[The data]

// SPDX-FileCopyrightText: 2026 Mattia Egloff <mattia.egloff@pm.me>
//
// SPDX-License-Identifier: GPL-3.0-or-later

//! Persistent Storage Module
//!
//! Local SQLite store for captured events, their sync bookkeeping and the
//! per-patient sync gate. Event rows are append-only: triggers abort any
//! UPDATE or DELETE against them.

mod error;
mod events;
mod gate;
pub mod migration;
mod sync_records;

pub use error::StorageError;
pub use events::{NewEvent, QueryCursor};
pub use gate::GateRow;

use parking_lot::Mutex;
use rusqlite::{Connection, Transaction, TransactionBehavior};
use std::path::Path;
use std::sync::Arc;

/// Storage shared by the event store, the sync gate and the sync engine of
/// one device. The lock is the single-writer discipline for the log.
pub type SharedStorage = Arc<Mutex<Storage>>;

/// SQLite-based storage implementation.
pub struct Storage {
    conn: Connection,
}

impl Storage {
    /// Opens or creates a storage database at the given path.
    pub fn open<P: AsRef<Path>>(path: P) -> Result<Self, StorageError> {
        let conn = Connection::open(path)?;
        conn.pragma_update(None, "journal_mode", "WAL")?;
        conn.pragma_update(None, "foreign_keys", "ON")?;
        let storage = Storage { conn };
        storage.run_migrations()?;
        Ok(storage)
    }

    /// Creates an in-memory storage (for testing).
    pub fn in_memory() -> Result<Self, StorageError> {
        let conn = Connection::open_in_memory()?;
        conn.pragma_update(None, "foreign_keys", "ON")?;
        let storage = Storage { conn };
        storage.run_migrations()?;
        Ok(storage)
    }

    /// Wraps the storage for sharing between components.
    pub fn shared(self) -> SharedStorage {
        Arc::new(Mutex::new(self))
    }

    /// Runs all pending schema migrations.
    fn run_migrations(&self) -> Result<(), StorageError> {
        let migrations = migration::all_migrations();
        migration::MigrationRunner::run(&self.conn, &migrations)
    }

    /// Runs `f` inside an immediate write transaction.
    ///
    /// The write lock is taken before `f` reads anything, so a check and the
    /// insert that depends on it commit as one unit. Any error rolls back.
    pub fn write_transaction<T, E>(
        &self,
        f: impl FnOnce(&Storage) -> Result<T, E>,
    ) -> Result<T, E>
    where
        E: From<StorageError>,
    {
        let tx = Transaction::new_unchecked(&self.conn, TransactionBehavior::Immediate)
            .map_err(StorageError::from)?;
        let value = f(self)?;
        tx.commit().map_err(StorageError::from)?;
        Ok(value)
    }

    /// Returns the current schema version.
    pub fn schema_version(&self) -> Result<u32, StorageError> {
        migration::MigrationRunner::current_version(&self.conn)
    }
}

[/The data]

• [Task]
Transcribe the listing from start to finish, exactly as given.

• [The answer]
// SPDX-FileCopyrightText: 2026 Mattia Egloff <mattia.egloff@pm.me>
//
// SPDX-License-Identifier: GPL-3.0-or-later

//! Persistent Storage Module
//!
//! Local SQLite store for captured events, their sync bookkeeping and the
//! per-patient sync gate. Event rows are append-only: triggers abort any
//! UPDATE or DELETE against them.

mod error;
mod events;
mod gate;
pub mod migration;
mod sync_records;

pub use error::StorageError;
pub use events::{NewEvent, QueryCursor};
pub use gate::GateRow;

use parking_lot::Mutex;
use rusqlite::{Connection, Transaction, TransactionBehavior};
use std::path::Path;
use std::sync::Arc;

/// Storage shared by the event store, the sync gate and the sync engine of
/// one device. The lock is the single-writer discipline for the log.
pub type SharedStorage = Arc<Mutex<Storage>>;

/// SQLite-based storage implementation.
pub struct Storage {
    conn: Connection,
}

impl Storage {
    /// Opens or creates a storage database at the given path.
    pub fn open<P: AsRef<Path>>(path: P) -> Result<Self, StorageError> {
        let conn = Connection::open(path)?;
        conn.pragma_update(None, "journal_mode", "WAL")?;
        conn.pragma_update(None, "foreign_keys", "ON")?;
        let storage = Storage { conn };
        storage.run_migrations()?;
        Ok(storage)
    }

    /// Creates an in-memory storage (for testing).
    pub fn in_memory() -> Result<Self, StorageError> {
        let conn = Connection::open_in_memory()?;
        conn.pragma_update(None, "foreign_keys", "ON")?;
        let storage = Storage { conn };
        storage.run_migrations()?;
        Ok(storage)
    }

    /// Wraps the storage for sharing between components.
    pub fn shared(self) -> SharedStorage {
        Arc::new(Mutex::new(self))
    }

    /// Runs all pending schema migrations.
    fn run_migrations(&self) -> Result<(), StorageError> {
        let migrations = migration::all_migrations();
        migration::MigrationRunner::run(&self.conn, &migrations)
    }

    /// Runs `f` inside an immediate write transaction.
    ///
    /// The write lock is taken before `f` reads anything, so a check and the
    /// insert that depends on it commit as one unit. Any error rolls back.
    pub fn write_transaction<T, E>(
        &self,
        f: impl FnOnce(&Storage) -> Result<T, E>,
    ) -> Result<T, E>
    where
        E: From<StorageError>,
    {
        let tx = Transaction::new_unchecked(&self.conn, TransactionBehavior::Immediate)
            .map_err(StorageError::from)?;
        let value = f(self)?;
        tx.commit().map_err(StorageError::from)?;
        Ok(value)
    }

    /// Returns the current schema version.
    pub fn schema_version(&self) -> Result<u32, StorageError> {
        migration::MigrationRunner::current_version(&self.conn)
    }
}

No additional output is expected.